Asiye annenin, benim ve daha çok baba tarafından kuzenlerimin çocukluğunda önemli bir yeri vardır.
Bir cumhuriyet yazısına, okuma yazma bilmeyen Asiye annenin hayatını anlatarak başlamam size ters gelebilir. Ama o dönem için klasik bir yaşam. Kendisi babamın teyzesi. Dedem ve kardeşi iki kız kardeşle evlenmişler. Babamın amcası, evlendikten çok kısa bir süre sonra gittiği Sarıkamış’ta 1914’te donarak şehit olmuş. Ekonomik ve sosyo-kültürel şartlar Asiye anneyi, kardeşi ve kayınbiraderi ile yaşamaya zorlamış. Eşinden haber alamamak onun en büyük acısı olmuş. Yeğenlerine ve onların çocuklarına emek harcayarak hayatını geçirmiş. Ben yanında uzun kalamadığım için özel hikayelerini detayıyla bilmem ama duyduklarım zorluklarla dolu yaşam dilimleridir.
Tarih okurken hep aklıma, nedense o yıllar gelir. Önce Balkan Savaşı ve yaklaşık 1 milyondan fazla Türk’ün, zorunlu göç sırasında ölümü.
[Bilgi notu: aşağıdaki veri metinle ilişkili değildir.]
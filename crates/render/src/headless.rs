use std::collections::BTreeMap;

use tilexr_common::ZoneCoord;
use tilexr_geometry::ZoneBuffer;

use crate::context::{
    ContextState, GpuBufferId, GraphicsContext, RenderError, RenderTarget, ViewPass,
};

/// A command as seen by [`HeadlessContext`].
#[derive(Debug, Clone, PartialEq)]
pub enum Command {
    Upload {
        id: GpuBufferId,
        zone: ZoneCoord,
        version: u64,
        indices: u32,
    },
    Release(GpuBufferId),
    BeginView(RenderTarget),
    Draw(GpuBufferId),
    Flush { draws: u32 },
    Reset,
}

#[derive(Debug, Clone, Copy)]
struct Resident {
    zone: ZoneCoord,
    version: u64,
    indices: u32,
}

/// Graphics context that records commands instead of talking to a GPU.
///
/// Used by tests and the CLI simulation. It enforces the same protocol a
/// real backend would: draws need an active pass and a resident buffer.
#[derive(Debug, Default)]
pub struct HeadlessContext {
    next_id: u64,
    resident: BTreeMap<GpuBufferId, Resident>,
    state: ContextState,
    pending_draws: u32,
    log: Vec<Command>,
    total_draws: u64,
    total_uploads: u64,
    flushes: u64,
}

impl HeadlessContext {
    pub fn new() -> Self {
        Self::default()
    }

    pub fn commands(&self) -> &[Command] {
        &self.log
    }

    /// Take the recorded command log, leaving it empty.
    pub fn take_commands(&mut self) -> Vec<Command> {
        std::mem::take(&mut self.log)
    }

    /// Draw calls submitted by flushes so far.
    pub fn total_draws(&self) -> u64 {
        self.total_draws
    }

    pub fn total_uploads(&self) -> u64 {
        self.total_uploads
    }

    pub fn flushes(&self) -> u64 {
        self.flushes
    }

    pub fn resident_version(&self, zone: ZoneCoord) -> Option<u64> {
        self.resident
            .values()
            .find(|r| r.zone == zone)
            .map(|r| r.version)
    }

    /// Human-readable summary of the context.
    pub fn describe(&self) -> String {
        let mut out = String::new();
        out.push_str(&format!(
            "=== Headless context (resident={}, uploads={}, flushes={}, draws={}) ===\n",
            self.resident.len(),
            self.total_uploads,
            self.flushes,
            self.total_draws
        ));
        for (id, r) in &self.resident {
            out.push_str(&format!(
                "  [{:>4}] zone=({}, {}) v{} indices={}\n",
                id.0, r.zone.x, r.zone.y, r.version, r.indices
            ));
        }
        out
    }
}

impl GraphicsContext for HeadlessContext {
    fn upload(&mut self, buffer: &ZoneBuffer) -> Result<GpuBufferId, RenderError> {
        self.next_id += 1;
        let id = GpuBufferId(self.next_id);
        let resident = Resident {
            zone: buffer.zone(),
            version: buffer.version(),
            indices: buffer.index_count(),
        };
        self.resident.insert(id, resident);
        self.total_uploads += 1;
        self.log.push(Command::Upload {
            id,
            zone: resident.zone,
            version: resident.version,
            indices: resident.indices,
        });
        Ok(id)
    }

    fn release(&mut self, id: GpuBufferId) {
        if self.resident.remove(&id).is_some() {
            if self.state.bound_buffer == Some(id) {
                self.state.bound_buffer = None;
            }
            self.log.push(Command::Release(id));
        }
    }

    fn begin_view(&mut self, pass: &ViewPass) -> Result<(), RenderError> {
        self.state.target = Some(pass.target);
        self.state.viewport = Some(pass.viewport);
        self.state.bound_buffer = None;
        self.log.push(Command::BeginView(pass.target));
        Ok(())
    }

    fn draw(&mut self, id: GpuBufferId) -> Result<(), RenderError> {
        if self.state.target.is_none() {
            return Err(RenderError::NoActiveView);
        }
        if !self.resident.contains_key(&id) {
            return Err(RenderError::UnknownBuffer(id));
        }
        self.state.bound_buffer = Some(id);
        self.pending_draws += 1;
        self.log.push(Command::Draw(id));
        Ok(())
    }

    fn flush(&mut self) -> Result<u32, RenderError> {
        let draws = std::mem::take(&mut self.pending_draws);
        self.total_draws += u64::from(draws);
        self.flushes += 1;
        self.log.push(Command::Flush { draws });
        Ok(draws)
    }

    fn reset_state(&mut self) {
        self.state = ContextState::default();
        self.pending_draws = 0;
        self.log.push(Command::Reset);
    }

    fn state(&self) -> ContextState {
        self.state
    }

    fn resident_buffers(&self) -> usize {
        self.resident.len()
    }
}
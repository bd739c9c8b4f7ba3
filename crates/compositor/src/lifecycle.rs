use std::sync::Arc;
use std::thread::{self, JoinHandle};

use crossbeam_channel::{Receiver, RecvTimeoutError, SendError, Sender};
use parking_lot::Mutex;
use tilexr_geometry::SnapshotExchange;
use tilexr_render::{GraphicsContext, SharedContextArbiter};

use crate::config::CompositorConfig;
use crate::runtime::{XrError, XrRuntime};
use crate::scheduler::FrameScheduler;
use crate::session::{CompositorSession, CompositorState};
use crate::status::{StatusPublisher, StatusUpdate};
use crate::timing::SchedulerStats;

#[derive(Debug, thiserror::Error)]
pub enum StartError {
    #[error("XR subsystem is already running")]
    AlreadyRunning,

    #[error("XR runtime is still held by an earlier activation")]
    NoRuntime,

    #[error(transparent)]
    Runtime(#[from] XrError),

    #[error("failed to spawn compositor thread: {0}")]
    Spawn(#[source] std::io::Error),

    #[error("compositor thread died during bring-up")]
    WorkerDied,
}

struct Worker<R: XrRuntime> {
    shutdown: Sender<()>,
    handle: JoinHandle<Option<CompositorSession<R>>>,
}

/// Host-facing owner of the XR compositor.
///
/// `start` brings the session up on a dedicated compositor thread and waits
/// at most `runtime_timeout_ms` for it; a runtime that takes longer is
/// reported unavailable and torn down once its call returns. `stop` blocks
/// until that thread has released every runtime and GPU resource it held.
pub struct XrSubsystem<R: XrRuntime + 'static, C: GraphicsContext + 'static> {
    config: CompositorConfig,
    runtime: Option<R>,
    arbiter: Arc<SharedContextArbiter<C>>,
    exchange: Arc<SnapshotExchange>,
    status: StatusPublisher,
    stats: Arc<Mutex<SchedulerStats>>,
    worker: Option<Worker<R>>,
    /// Bring-up that missed the start deadline and still owns the runtime.
    stalled: Option<Worker<R>>,
}

impl<R: XrRuntime + 'static, C: GraphicsContext + 'static> XrSubsystem<R, C> {
    pub fn new(
        runtime: R,
        arbiter: Arc<SharedContextArbiter<C>>,
        exchange: Arc<SnapshotExchange>,
        config: CompositorConfig,
    ) -> Self {
        Self {
            config,
            runtime: Some(runtime),
            arbiter,
            exchange,
            status: StatusPublisher::new(),
            stats: Arc::new(Mutex::new(SchedulerStats::default())),
            worker: None,
            stalled: None,
        }
    }

    pub fn config(&self) -> &CompositorConfig {
        &self.config
    }

    pub fn arbiter(&self) -> &Arc<SharedContextArbiter<C>> {
        &self.arbiter
    }

    /// Bring up instance, session and swapchain, then start the frame loop.
    ///
    /// On failure no frame loop runs, the runtime is kept for a later
    /// attempt, and status subscribers have seen the error.
    pub fn start(&mut self) -> Result<(), StartError> {
        self.start_on(thread::Builder::new().name("tilexr-compositor".into()))
    }

    fn start_on(&mut self, builder: thread::Builder) -> Result<(), StartError> {
        if self.worker.is_some() {
            return Err(StartError::AlreadyRunning);
        }
        if self.stalled.as_ref().is_some_and(|w| w.handle.is_finished()) {
            if let Some(stalled) = self.stalled.take() {
                self.reclaim(stalled);
            }
        }
        let runtime = self.runtime.take().ok_or(StartError::NoRuntime)?;
        let _span = tracing::info_span!("xr_start").entered();

        let session = CompositorSession::new(runtime, &self.config, self.status.clone());
        let mut scheduler =
            FrameScheduler::new(Arc::clone(&self.arbiter), Arc::clone(&self.exchange), &self.config);
        let stats = scheduler.stats_handle();
        let (shutdown, signal) = crossbeam_channel::bounded(1);
        let (handoff, incoming) = crossbeam_channel::bounded::<CompositorSession<R>>(1);
        let (ready_tx, ready) = crossbeam_channel::bounded::<Result<(), XrError>>(1);

        let spawned = builder.spawn(move || {
            let mut session = incoming.recv().ok()?;
            let result = session.initialize().and_then(|()| session.create_session());
            let up = result.is_ok();
            // The starter stops listening once its deadline has passed.
            if ready_tx.send(result).is_ok() && up {
                scheduler.run(&mut session, &signal);
            } else {
                session.shutdown();
            }
            Some(session)
        });
        let handle = match spawned {
            Ok(handle) => handle,
            Err(err) => {
                tracing::error!(error = %err, "failed to spawn compositor thread");
                self.runtime = Some(session.into_runtime());
                return Err(StartError::Spawn(err));
            }
        };
        if let Err(SendError(session)) = handoff.send(session) {
            self.runtime = Some(session.into_runtime());
            if handle.join().is_err() {
                tracing::error!("compositor thread panicked before bring-up");
            }
            return Err(StartError::WorkerDied);
        }
        let worker = Worker { shutdown, handle };

        let timeout = self.config.runtime_timeout();
        match ready.recv_timeout(timeout) {
            Ok(Ok(())) => {
                self.stats = stats;
                self.worker = Some(worker);
                tracing::info!("XR subsystem started");
                Ok(())
            }
            Ok(Err(err)) => {
                tracing::error!(error = %err, "XR subsystem failed to start");
                self.reclaim(worker);
                Err(err.into())
            }
            Err(RecvTimeoutError::Timeout) => {
                drop(ready);
                let _ = worker.shutdown.try_send(());
                let err = XrError::RuntimeUnavailable;
                tracing::error!(?timeout, "XR runtime did not come up in time");
                self.status.publish(StatusUpdate::failure(
                    self.status.current_state(),
                    format!("{err}: no response within {timeout:?}"),
                ));
                self.stalled = Some(worker);
                Err(err.into())
            }
            Err(RecvTimeoutError::Disconnected) => {
                self.reclaim(worker);
                Err(StartError::WorkerDied)
            }
        }
    }

    /// Stop the frame loop and wait for it to release everything.
    ///
    /// Also waits out a bring-up that missed its start deadline. Returns
    /// false if no frame loop was running.
    pub fn stop(&mut self) -> bool {
        if let Some(stalled) = self.stalled.take() {
            tracing::info!("waiting for a late XR bring-up to tear down");
            self.reclaim(stalled);
        }
        let Some(worker) = self.worker.take() else {
            return false;
        };
        let _span = tracing::info_span!("xr_stop").entered();
        // The loop may already have ended on its own and dropped the receiver.
        let _ = worker.shutdown.send(());
        self.reclaim(worker);
        tracing::info!("XR subsystem stopped");
        true
    }

    /// Join a compositor thread and take the runtime back from it.
    fn reclaim(&mut self, worker: Worker<R>) {
        match worker.handle.join() {
            Ok(Some(session)) => {
                debug_assert_eq!(session.leased_images(), 0);
                self.runtime = Some(session.into_runtime());
            }
            Ok(None) => tracing::error!("compositor thread never received its session"),
            Err(_) => tracing::error!("compositor thread panicked; runtime discarded"),
        }
    }

    /// Whether the compositor thread is still running its loop.
    pub fn is_active(&self) -> bool {
        self.worker
            .as_ref()
            .is_some_and(|w| !w.handle.is_finished())
    }

    pub fn state(&self) -> CompositorState {
        self.status.current_state()
    }

    pub fn status(&self) -> &StatusPublisher {
        &self.status
    }

    pub fn subscribe(&self) -> Receiver<StatusUpdate> {
        self.status.subscribe()
    }

    pub fn stats(&self) -> SchedulerStats {
        *self.stats.lock()
    }

    /// The runtime, when no activation currently owns it.
    pub fn runtime(&self) -> Option<&R> {
        self.runtime.as_ref()
    }
}

impl<R: XrRuntime + 'static, C: GraphicsContext + 'static> Drop for XrSubsystem<R, C> {
    fn drop(&mut self) {
        self.stop();
    }
}
impl<R: XrRuntime> CompositorSession<R> {
    pub fn new(runtime: R, config: &CompositorConfig, status: StatusPublisher) -> Self {
        Self {
            runtime,
            state: CompositorState::Uninitialized,
            status,
            app: config.app.clone(),
            binding: config.graphics,
            extent: config.swapchain,
            timeout: config.runtime_timeout(),
            has_instance: false,
            has_session: false,
            running: false,
            swapchain: None,
            leased_image: None,
            frame_open: false,
        }
    }

    pub fn state(&self) -> CompositorState {
        self.state
    }

    /// Whether the runtime session has been begun and not ended.
    pub fn is_running(&self) -> bool {
        self.running
    }

    pub fn swapchain(&self) -> Option<SwapchainInfo> {
        self.swapchain
    }

    /// Swapchain images currently borrowed from the runtime (0 or 1).
    pub fn leased_images(&self) -> usize {
        usize::from(self.leased_image.is_some())
    }

    pub fn runtime(&self) -> &R {
        &self.runtime
    }

    pub fn into_runtime(self) -> R {
        self.runtime
    }

    /// Probe for a runtime and create the instance.
    ///
    /// Calling this on an already initialized session is a no-op.
    pub fn initialize(&mut self) -> Result<(), XrError> {
        match self.state {
            CompositorState::Uninitialized => {}
            CompositorState::Exiting => {
                self.transition(CompositorState::Uninitialized, None);
            }
            state => {
                tracing::warn!(%state, "XR runtime already initialized");
                return Ok(());
            }
        }
        tracing::info!("initializing XR runtime");

        let info = match self.runtime.query_support(self.timeout) {
            Ok(info) => info,
            Err(err) => {
                let err = as_unavailable(err);
                tracing::error!(error = %err, "XR runtime not available");
                self.report_failure(&err);
                return Err(err);
            }
        };
        tracing::debug!(runtime = %info.name, version = %info.version, "XR runtime detected");

        if let Err(err) = self.runtime.create_instance(&self.app) {
            tracing::error!(error = %err, "failed to create XR instance");
            self.report_failure(&err);
            return Err(err);
        }
        self.has_instance = true;
        self.transition(CompositorState::InstanceReady, None);
        Ok(())
    }

    /// Create the session and swapchain against the configured graphics
    /// binding. On failure everything is torn down to `Uninitialized`.
    pub fn create_session(&mut self) -> Result<(), XrError> {
        if self.state != CompositorState::InstanceReady {
            return Err(XrError::CallOrderInvalid);
        }

        if let Err(err) = self.runtime.create_session(&self.binding, self.timeout) {
            let err = as_unavailable(err);
            tracing::warn!(error = %err, binding = ?self.binding, "session creation failed");
            self.release_runtime_resources();
            self.transition(CompositorState::Uninitialized, Some(err.to_string()));
            return Err(err);
        }
        self.has_session = true;

        match self.runtime.create_swapchain(self.extent) {
            Ok(info) => self.swapchain = Some(info),
            Err(err) => {
                tracing::warn!(error = %err, "swapchain creation failed");
                self.release_runtime_resources();
                self.transition(CompositorState::Uninitialized, Some(err.to_string()));
                return Err(err);
            }
        }

        self.transition(CompositorState::SessionReady, None);
        Ok(())
    }

    /// Drain pending runtime events and apply them. Never blocks.
    pub fn poll_events(&mut self) -> Result<usize, XrError> {
        let mut handled = 0;
        while self.state.is_active() {
            let event = match self.runtime.poll_event() {
                Ok(Some(event)) => event,
                Ok(None) => break,
                Err(err) if err.is_session_loss() => {
                    self.handle_loss(&err.to_string());
                    return Err(err);
                }
                Err(err) => return Err(err),
            };
            handled += 1;
            self.apply_event(event);
        }
        Ok(handled)
    }

    fn apply_event(&mut self, event: RuntimeEvent) {
        match event {
            RuntimeEvent::SessionStateChanged(reported) => self.apply_runtime_state(reported),
            RuntimeEvent::InstanceLossPending => self.handle_loss("instance loss pending"),
            RuntimeEvent::EventsLost(count) => {
                tracing::warn!(count, "runtime dropped events");
            }
        }
    }

    fn apply_runtime_state(&mut self, reported: RuntimeSessionState) {
        tracing::debug!(?reported, state = %self.state, "runtime session state");
        match reported {
            RuntimeSessionState::Idle => {}
            RuntimeSessionState::Ready => {
                if self.state == CompositorState::SessionReady && !self.running {
                    match self.runtime.begin_session() {
                        Ok(()) => self.running = true,
                        Err(err) if err.is_session_loss() => self.handle_loss(&err.to_string()),
                        Err(err) => tracing::warn!(error = %err, "failed to begin session"),
                    }
                }
            }
            RuntimeSessionState::Synchronized => self.follow_runtime(CompositorState::Synchronized),
            RuntimeSessionState::Visible => self.follow_runtime(CompositorState::Visible),
            RuntimeSessionState::Focused => self.follow_runtime(CompositorState::Focused),
            RuntimeSessionState::Stopping => {
                self.abandon_frame();
                if self.running {
                    if let Err(err) = self.runtime.end_session() {
                        tracing::warn!(error = %err, "failed to end session");
                    }
                    self.running = false;
                }
                if matches!(
                    self.state,
                    CompositorState::Synchronized | CompositorState::Visible | CompositorState::Focused
                ) {
                    self.transition(CompositorState::SessionReady, Some("runtime stopped session".into()));
                }
            }
            RuntimeSessionState::LossPending => self.handle_loss("runtime reported loss pending"),
            RuntimeSessionState::Exiting => self.shutdown(),
        }
    }

    fn follow_runtime(&mut self, next: CompositorState) {
        if !self.running || !self.state.can_transition_to(next) {
            tracing::warn!(
                from = %self.state,
                to = %next,
                running = self.running,
                "ignoring out-of-order runtime state change"
            );
            return;
        }
        if self.state.can_submit() && !next.can_submit() {
            self.abandon_frame();
        }
        self.transition(next, None);
    }

    /// Wait for the runtime's next frame slot.
    pub fn wait_frame(&mut self) -> Result<FrameTiming, XrError> {
        if !self.running {
            return Err(XrError::SessionNotRunning);
        }
        self.runtime.wait_frame()
    }

    pub fn begin_frame(&mut self) -> Result<(), XrError> {
        if self.frame_open {
            return Err(XrError::CallOrderInvalid);
        }
        self.runtime.begin_frame()?;
        self.frame_open = true;
        Ok(())
    }

    pub fn frame_open(&self) -> bool {
        self.frame_open
    }

    pub fn locate_views(&mut self, display_time: i64) -> Result<Vec<EyeView>, XrError> {
        self.runtime.locate_views(display_time)
    }

    /// Borrow the next swapchain image. Only legal while frames may be
    /// submitted, and only one image at a time.
    pub fn acquire_image(&mut self) -> Result<u32, XrError> {
        if !self.state.can_submit() {
            return Err(XrError::SessionNotRunning);
        }
        if self.leased_image.is_some() {
            return Err(XrError::CallOrderInvalid);
        }
        let image = self.runtime.acquire_image()?;
        self.leased_image = Some(image);
        if let Err(err) = self.runtime.wait_image(self.timeout) {
            self.release_image()?;
            return Err(err);
        }
        Ok(image)
    }

    pub fn release_image(&mut self) -> Result<(), XrError> {
        if self.leased_image.take().is_some() {
            self.runtime.release_image()?;
        }
        Ok(())
    }

    /// Finish the open frame. A submission with layers outside
    /// `Visible`/`Focused` is downgraded to a skip.
    pub fn end_frame(&mut self, submission: FrameSubmission) -> Result<(), XrError> {
        if !self.frame_open {
            return Err(XrError::CallOrderInvalid);
        }
        let submission = if submission.has_layers() && !self.state.can_submit() {
            tracing::warn!(state = %self.state, "refusing layer submission outside VISIBLE/FOCUSED");
            FrameSubmission::Skip {
                display_time: submission.display_time(),
            }
        } else {
            submission
        };
        if self.leased_image.is_some() {
            self.release_image()?;
        }
        self.frame_open = false;
        self.runtime.end_frame(&submission)
    }

    /// Give back the leased image and close the open frame with a skip,
    /// ignoring runtime errors.
    pub fn abandon_frame(&mut self) {
        if let Err(err) = self.release_image() {
            tracing::debug!(error = %err, "release of leased image failed");
        }
        if self.frame_open {
            self.frame_open = false;
            let skip = FrameSubmission::Skip { display_time: 0 };
            if let Err(err) = self.runtime.end_frame(&skip) {
                tracing::debug!(error = %err, "closing abandoned frame failed");
            }
        }
    }

    /// Session loss: stop submitting, tear everything down, and return to
    /// `Uninitialized`.
    pub fn handle_loss(&mut self, reason: &str) {
        if !self.state.is_active() {
            tracing::debug!(state = %self.state, reason, "loss reported while inactive");
            return;
        }
        tracing::error!(reason, state = %self.state, "XR session lost");
        self.transition(CompositorState::LossPending, Some(reason.to_owned()));
        self.release_runtime_resources();
        self.transition(CompositorState::Uninitialized, Some(reason.to_owned()));
    }

    /// Release everything and report `Exiting`. Synchronous: when this
    /// returns, no runtime resource is held.
    pub fn shutdown(&mut self) {
        if !self.state.is_active() {
            tracing::debug!(state = %self.state, "shutdown of inactive session");
            return;
        }
        tracing::info!("shutting down XR session");
        self.transition(CompositorState::Stopping, None);
        self.release_runtime_resources();
        self.transition(CompositorState::Exiting, None);
    }

    fn release_runtime_resources(&mut self) {
        self.abandon_frame();
        if self.running {
            log_teardown("end_session", self.runtime.end_session());
            self.running = false;
        }
        if self.swapchain.take().is_some() {
            log_teardown("destroy_swapchain", self.runtime.destroy_swapchain());
        }
        if self.has_session {
            log_teardown("destroy_session", self.runtime.destroy_session());
            self.has_session = false;
        }
        if self.has_instance {
            log_teardown("destroy_instance", self.runtime.destroy_instance());
            self.has_instance = false;
        }
    }

    /// Failure notice for an operation that left the state unchanged.
    fn report_failure(&mut self, err: &XrError) {
        self.status.publish(StatusUpdate::failure(self.state, err.to_string()));
    }

    fn transition(&mut self, next: CompositorState, reason: Option<String>) -> bool {
        let previous = self.state;
        if previous == next {
            return true;
        }
        if !previous.can_transition_to(next) {
            tracing::warn!(from = %previous, to = %next, "illegal compositor transition refused");
            return false;
        }
        self.state = next;
        tracing::info!(from = %previous, to = %next, "compositor state");
        self.status.publish(StatusUpdate {
            previous,
            state: next,
            reason,
            at: Instant::now(),
        });
        true
    }
}
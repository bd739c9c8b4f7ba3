//! Shared coordinate types and grid constants for tilexr.
//!
//! # Invariants
//! - A zone is an 8x8 tile footprint spanning all four planes.
//! - Coordinate conversions never panic; out-of-bounds input yields `None`.

mod types;

pub use types::{
    Aabb, GRID_SIZE, PLANE_COUNT, PLANE_WORLD_HEIGHT, TILE_COUNT, TILE_WORLD_SIZE, TileCoord,
    ZONE_COUNT, ZONE_SIZE, ZONES_PER_SIDE, ZoneCoord,
};

pub fn crate_info() -> &'static str {
    "tilexr-common v0.1.0"
}

#[cfg(test)]
mod tests {
    use super::*;

    #[test]
    fn crate_loads() {
        assert!(crate_info().contains("common"));
    }
}
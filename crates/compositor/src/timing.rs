use std::collections::VecDeque;
use std::time::Duration;

/// Durations of the most recent frames, with a running total.
#[derive(Debug, Clone)]
pub struct FrameTimer {
    window: VecDeque<Duration>,
    capacity: usize,
    total: Duration,
}

impl FrameTimer {
    pub fn new(capacity: usize) -> Self {
        let capacity = capacity.max(1);
        Self {
            window: VecDeque::with_capacity(capacity),
            capacity,
            total: Duration::ZERO,
        }
    }

    pub fn record(&mut self, frame: Duration) {
        if self.window.len() == self.capacity {
            if let Some(oldest) = self.window.pop_front() {
                self.total -= oldest;
            }
        }
        self.window.push_back(frame);
        self.total += frame;
    }

    pub fn len(&self) -> usize {
        self.window.len()
    }

    pub fn is_empty(&self) -> bool {
        self.window.is_empty()
    }

    pub fn average(&self) -> Duration {
        match self.window.len() {
            0 => Duration::ZERO,
            n => self.total / n as u32,
        }
    }

    pub fn max(&self) -> Duration {
        self.window.iter().copied().max().unwrap_or_default()
    }

    pub fn min(&self) -> Duration {
        self.window.iter().copied().min().unwrap_or_default()
    }

    /// Frames in the window that took longer than `budget`.
    pub fn over_budget(&self, budget: Duration) -> usize {
        self.window.iter().filter(|&&d| d > budget).count()
    }
}

/// Frame loop counters.
#[derive(Debug, Clone, Copy, Default, PartialEq, Eq)]
pub struct SchedulerStats {
    pub rendered: u64,
    /// Frames the runtime asked not to render.
    pub skipped: u64,
    pub dropped_contention: u64,
    pub dropped_submit: u64,
    pub dropped_render: u64,
    pub idle_polls: u64,
    pub session_losses: u64,
    pub reconnects: u64,
    /// Rendered frames that took longer than the runtime's frame period.
    pub late_frames: u64,
    /// Draw calls issued across all rendered frames.
    pub draw_calls: u64,
    pub avg_frame: Duration,
    pub max_frame: Duration,
}

impl SchedulerStats {
    pub fn dropped(&self) -> u64 {
        self.dropped_contention + self.dropped_submit + self.dropped_render
    }
}

#[cfg(test)]
mod tests {
    use super::*;

    fn ms(n: u64) -> Duration {
        Duration::from_millis(n)
    }

    #[test]
    fn window_statistics() {
        let mut timer = FrameTimer::new(4);
        for d in [8, 11, 14] {
            timer.record(ms(d));
        }
        assert_eq!(timer.len(), 3);
        assert_eq!(timer.average(), ms(11));
        assert_eq!(timer.min(), ms(8));
        assert_eq!(timer.max(), ms(14));
        assert_eq!(timer.over_budget(ms(11)), 1);
    }

    #[test]
    fn oldest_frames_fall_out_of_the_window() {
        let mut timer = FrameTimer::new(2);
        for d in [30, 10, 20] {
            timer.record(ms(d));
        }
        assert_eq!(timer.len(), 2);
        assert_eq!(timer.average(), ms(15));
        assert_eq!(timer.max(), ms(20));
    }

    #[test]
    fn empty_window_reports_zero() {
        let timer = FrameTimer::new(0);
        assert!(timer.is_empty());
        assert_eq!(timer.average(), Duration::ZERO);
        assert_eq!(timer.max(), Duration::ZERO);
    }

    #[test]
    fn dropped_frames_sum_every_reason() {
        let stats = SchedulerStats {
            dropped_contention: 2,
            dropped_submit: 1,
            dropped_render: 1,
            ..SchedulerStats::default()
        };
        assert_eq!(stats.dropped(), 4);
    }
}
Ardından 1. Dünya Savaşı’nda şehit olanlar. Ne beşerî ne de fiziki sermayenin kalmadığı bir ülke. Buna karşılık her yanı 1919’da işgal edilmiş. Sadece Yunan değil, İngiliz, Fransız, İtalyan, önceki savaşın galipleri, kimi ararsanız Anadolu’yu, gecekondu arsası paylaşır gibi paylaşmışlar.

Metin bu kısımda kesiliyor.